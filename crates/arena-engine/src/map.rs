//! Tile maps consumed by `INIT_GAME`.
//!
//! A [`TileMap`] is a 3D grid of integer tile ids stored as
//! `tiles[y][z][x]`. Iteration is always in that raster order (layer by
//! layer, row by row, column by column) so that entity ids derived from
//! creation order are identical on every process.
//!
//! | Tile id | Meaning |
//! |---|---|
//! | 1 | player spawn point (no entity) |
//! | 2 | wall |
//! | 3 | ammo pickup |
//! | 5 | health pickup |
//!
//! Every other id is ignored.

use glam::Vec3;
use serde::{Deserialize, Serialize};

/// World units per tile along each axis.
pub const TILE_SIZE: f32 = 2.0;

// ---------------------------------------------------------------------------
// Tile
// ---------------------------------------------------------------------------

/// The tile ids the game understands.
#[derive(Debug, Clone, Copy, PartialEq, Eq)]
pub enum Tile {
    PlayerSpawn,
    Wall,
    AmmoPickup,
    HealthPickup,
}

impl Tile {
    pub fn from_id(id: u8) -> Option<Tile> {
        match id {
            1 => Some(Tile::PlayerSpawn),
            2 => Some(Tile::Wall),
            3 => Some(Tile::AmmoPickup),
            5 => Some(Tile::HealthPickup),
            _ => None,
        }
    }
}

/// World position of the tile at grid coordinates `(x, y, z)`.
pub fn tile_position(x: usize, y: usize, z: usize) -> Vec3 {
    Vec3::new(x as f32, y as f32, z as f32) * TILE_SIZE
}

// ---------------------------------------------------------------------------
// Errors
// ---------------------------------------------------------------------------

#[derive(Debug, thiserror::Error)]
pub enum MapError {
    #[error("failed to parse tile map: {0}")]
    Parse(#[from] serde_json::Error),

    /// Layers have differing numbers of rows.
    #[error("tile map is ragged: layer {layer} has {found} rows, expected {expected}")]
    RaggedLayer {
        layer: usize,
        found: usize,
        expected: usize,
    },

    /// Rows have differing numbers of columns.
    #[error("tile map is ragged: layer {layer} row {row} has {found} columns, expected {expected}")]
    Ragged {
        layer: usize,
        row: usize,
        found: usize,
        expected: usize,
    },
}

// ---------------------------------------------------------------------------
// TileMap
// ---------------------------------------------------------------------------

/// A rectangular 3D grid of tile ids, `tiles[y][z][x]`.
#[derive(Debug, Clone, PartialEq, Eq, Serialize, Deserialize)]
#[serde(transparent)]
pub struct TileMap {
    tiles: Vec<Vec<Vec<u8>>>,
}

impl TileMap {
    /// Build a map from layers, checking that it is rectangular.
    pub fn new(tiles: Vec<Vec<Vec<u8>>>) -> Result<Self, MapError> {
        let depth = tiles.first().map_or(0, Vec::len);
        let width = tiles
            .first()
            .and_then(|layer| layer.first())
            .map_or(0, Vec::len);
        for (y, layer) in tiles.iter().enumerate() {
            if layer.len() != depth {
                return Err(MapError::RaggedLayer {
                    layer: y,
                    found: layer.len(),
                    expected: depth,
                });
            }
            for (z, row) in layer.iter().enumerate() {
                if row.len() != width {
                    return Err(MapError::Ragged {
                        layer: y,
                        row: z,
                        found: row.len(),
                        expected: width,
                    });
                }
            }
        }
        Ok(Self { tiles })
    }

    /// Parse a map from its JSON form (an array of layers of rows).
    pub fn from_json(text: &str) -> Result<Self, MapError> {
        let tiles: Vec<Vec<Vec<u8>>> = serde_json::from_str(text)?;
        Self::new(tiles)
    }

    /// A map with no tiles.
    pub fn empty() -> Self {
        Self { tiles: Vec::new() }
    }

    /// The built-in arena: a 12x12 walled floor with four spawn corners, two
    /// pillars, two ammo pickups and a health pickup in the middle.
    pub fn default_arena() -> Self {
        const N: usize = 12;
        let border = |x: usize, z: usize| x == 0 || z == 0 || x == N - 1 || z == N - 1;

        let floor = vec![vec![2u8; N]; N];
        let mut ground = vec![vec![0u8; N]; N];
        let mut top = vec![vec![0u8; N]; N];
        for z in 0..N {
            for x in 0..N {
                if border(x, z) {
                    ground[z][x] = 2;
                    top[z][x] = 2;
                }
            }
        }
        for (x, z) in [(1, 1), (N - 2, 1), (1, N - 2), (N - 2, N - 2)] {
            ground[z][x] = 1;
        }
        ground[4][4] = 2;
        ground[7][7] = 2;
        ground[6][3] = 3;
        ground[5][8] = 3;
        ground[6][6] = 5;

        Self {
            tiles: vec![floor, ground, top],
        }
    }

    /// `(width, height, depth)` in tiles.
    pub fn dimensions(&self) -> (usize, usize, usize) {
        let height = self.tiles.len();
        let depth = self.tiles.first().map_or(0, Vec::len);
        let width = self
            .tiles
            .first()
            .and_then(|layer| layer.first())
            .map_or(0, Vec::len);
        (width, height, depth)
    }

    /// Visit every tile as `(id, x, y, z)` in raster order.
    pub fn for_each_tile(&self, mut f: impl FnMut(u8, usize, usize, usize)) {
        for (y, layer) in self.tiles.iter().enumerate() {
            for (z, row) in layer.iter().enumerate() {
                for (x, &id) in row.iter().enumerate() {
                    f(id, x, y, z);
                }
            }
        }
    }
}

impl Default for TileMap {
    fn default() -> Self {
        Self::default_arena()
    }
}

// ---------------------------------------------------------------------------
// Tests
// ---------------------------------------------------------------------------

------

> [REQUIREMENT]: Compute the number of lines in the records that contain the string "Some", and return that number alone.

> [SOLUTION TO THE PROBLEM]: 4